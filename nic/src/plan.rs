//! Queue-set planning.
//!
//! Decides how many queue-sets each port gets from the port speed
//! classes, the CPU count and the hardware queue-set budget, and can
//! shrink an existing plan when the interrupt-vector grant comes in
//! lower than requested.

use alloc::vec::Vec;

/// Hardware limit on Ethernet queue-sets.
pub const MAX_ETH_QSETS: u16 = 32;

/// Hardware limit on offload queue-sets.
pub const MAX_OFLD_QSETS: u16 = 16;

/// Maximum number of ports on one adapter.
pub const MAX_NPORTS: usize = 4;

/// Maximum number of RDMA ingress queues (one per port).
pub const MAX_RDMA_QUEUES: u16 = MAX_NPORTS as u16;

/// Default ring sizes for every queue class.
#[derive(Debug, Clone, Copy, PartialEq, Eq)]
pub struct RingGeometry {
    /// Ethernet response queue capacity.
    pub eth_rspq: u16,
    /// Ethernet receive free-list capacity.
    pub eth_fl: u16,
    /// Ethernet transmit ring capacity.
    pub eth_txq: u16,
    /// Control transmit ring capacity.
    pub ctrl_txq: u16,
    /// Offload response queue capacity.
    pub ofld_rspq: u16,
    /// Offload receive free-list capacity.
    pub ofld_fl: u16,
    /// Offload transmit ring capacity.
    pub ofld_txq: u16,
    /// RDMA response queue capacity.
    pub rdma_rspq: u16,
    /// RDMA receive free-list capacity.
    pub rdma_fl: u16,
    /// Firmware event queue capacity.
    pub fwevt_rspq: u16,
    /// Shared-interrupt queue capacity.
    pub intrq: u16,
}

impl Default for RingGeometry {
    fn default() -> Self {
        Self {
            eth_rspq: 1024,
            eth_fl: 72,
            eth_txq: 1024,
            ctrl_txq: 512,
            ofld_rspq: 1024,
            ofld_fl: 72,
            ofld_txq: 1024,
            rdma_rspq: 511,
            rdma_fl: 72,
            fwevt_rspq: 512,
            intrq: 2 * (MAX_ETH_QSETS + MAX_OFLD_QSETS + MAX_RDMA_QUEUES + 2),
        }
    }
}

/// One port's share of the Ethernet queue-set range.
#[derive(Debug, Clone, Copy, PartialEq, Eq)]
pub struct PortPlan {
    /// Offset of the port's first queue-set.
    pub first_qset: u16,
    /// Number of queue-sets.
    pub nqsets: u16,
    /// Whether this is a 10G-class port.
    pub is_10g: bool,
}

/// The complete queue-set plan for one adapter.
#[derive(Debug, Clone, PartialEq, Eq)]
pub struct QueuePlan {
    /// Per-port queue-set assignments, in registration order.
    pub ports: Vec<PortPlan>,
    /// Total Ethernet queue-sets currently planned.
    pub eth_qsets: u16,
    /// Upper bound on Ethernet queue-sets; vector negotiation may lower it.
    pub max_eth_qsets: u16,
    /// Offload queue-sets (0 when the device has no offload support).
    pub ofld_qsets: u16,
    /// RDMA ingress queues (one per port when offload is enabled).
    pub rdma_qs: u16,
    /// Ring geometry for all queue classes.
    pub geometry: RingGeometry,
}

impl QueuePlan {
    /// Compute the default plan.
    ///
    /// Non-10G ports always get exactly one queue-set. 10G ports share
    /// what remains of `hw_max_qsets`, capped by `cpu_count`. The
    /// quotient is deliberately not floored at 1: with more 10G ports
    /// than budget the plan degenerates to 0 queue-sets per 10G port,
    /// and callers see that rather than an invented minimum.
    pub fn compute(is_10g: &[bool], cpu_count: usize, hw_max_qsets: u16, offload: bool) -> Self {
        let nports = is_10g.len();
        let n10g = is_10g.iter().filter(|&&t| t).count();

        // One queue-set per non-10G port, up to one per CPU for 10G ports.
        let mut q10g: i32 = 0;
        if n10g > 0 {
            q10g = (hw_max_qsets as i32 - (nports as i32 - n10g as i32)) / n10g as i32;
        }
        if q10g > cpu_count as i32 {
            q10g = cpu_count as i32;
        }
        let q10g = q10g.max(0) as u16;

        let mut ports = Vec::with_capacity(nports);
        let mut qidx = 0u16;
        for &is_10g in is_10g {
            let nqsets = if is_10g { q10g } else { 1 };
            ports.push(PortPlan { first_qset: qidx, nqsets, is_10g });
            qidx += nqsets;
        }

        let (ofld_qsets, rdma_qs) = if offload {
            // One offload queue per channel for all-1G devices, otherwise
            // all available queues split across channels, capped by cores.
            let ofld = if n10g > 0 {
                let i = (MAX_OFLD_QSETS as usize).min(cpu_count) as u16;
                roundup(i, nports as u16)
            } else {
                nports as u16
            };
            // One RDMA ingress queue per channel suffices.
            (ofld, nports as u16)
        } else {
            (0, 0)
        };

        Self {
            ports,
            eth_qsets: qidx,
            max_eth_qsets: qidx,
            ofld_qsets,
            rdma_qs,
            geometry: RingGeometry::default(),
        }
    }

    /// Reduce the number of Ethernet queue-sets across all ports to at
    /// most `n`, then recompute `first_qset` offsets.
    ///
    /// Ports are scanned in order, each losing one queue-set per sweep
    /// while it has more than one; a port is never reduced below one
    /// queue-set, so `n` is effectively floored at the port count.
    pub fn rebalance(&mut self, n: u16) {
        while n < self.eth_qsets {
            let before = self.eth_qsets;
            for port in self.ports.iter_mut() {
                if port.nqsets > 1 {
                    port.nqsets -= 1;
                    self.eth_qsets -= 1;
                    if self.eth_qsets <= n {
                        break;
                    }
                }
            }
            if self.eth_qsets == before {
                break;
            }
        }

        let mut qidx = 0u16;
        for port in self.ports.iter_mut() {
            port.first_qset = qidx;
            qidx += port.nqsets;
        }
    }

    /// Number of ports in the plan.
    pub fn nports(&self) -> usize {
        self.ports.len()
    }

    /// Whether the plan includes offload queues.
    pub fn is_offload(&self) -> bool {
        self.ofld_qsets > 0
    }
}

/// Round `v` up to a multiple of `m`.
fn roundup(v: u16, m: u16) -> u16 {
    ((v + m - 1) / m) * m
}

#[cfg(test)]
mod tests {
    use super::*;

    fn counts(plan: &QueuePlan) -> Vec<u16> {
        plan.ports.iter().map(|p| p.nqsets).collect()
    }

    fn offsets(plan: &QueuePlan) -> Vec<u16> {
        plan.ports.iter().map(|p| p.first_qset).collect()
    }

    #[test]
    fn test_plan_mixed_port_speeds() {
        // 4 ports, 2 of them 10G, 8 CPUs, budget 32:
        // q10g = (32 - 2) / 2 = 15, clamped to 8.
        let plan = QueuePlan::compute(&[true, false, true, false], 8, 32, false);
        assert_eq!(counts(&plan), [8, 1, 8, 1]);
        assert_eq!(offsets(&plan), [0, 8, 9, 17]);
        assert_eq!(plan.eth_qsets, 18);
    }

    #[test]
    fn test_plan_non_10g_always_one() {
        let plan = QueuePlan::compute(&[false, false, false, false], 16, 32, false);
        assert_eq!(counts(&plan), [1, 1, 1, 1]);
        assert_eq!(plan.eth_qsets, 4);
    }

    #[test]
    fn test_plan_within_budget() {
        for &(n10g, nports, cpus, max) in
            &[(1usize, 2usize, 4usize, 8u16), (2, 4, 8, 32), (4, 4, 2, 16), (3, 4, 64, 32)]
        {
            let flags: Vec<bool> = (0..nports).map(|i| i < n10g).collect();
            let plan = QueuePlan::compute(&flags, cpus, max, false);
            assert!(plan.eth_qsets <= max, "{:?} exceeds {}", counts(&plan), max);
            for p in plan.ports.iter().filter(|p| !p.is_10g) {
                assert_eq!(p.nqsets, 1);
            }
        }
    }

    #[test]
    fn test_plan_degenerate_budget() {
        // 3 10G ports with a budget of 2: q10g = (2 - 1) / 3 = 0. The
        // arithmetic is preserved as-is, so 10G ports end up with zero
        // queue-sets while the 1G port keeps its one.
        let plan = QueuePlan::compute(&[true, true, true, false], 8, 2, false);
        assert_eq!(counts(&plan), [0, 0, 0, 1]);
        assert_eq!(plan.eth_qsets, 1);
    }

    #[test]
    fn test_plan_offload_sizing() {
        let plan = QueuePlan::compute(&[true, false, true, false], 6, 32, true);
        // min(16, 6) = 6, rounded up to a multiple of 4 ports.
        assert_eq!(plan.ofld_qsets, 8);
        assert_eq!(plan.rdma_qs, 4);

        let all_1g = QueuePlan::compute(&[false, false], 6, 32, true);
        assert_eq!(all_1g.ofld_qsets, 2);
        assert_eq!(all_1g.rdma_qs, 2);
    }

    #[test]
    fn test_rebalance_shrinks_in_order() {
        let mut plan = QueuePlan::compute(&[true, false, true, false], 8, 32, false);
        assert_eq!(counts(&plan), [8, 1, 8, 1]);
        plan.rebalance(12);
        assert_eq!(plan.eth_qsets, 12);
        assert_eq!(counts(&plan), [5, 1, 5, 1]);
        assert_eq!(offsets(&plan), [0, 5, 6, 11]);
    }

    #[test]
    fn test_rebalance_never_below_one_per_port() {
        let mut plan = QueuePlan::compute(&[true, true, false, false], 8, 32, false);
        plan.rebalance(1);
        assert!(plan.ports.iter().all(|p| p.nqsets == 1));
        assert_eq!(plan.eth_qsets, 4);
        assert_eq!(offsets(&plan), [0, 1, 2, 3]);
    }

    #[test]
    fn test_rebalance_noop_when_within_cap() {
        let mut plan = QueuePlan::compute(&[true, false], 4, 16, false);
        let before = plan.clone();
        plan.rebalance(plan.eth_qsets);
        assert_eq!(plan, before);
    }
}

Activity: The required output is each line of the entries that contains the word "qidx".

Solution:
        let mut qidx = 0u16;
            ports.push(PortPlan { first_qset: qidx, nqsets, is_10g });
            qidx += nqsets;
            eth_qsets: qidx,
            max_eth_qsets: qidx,
        let mut qidx = 0u16;
            port.first_qset = qidx;
            qidx += port.nqsets;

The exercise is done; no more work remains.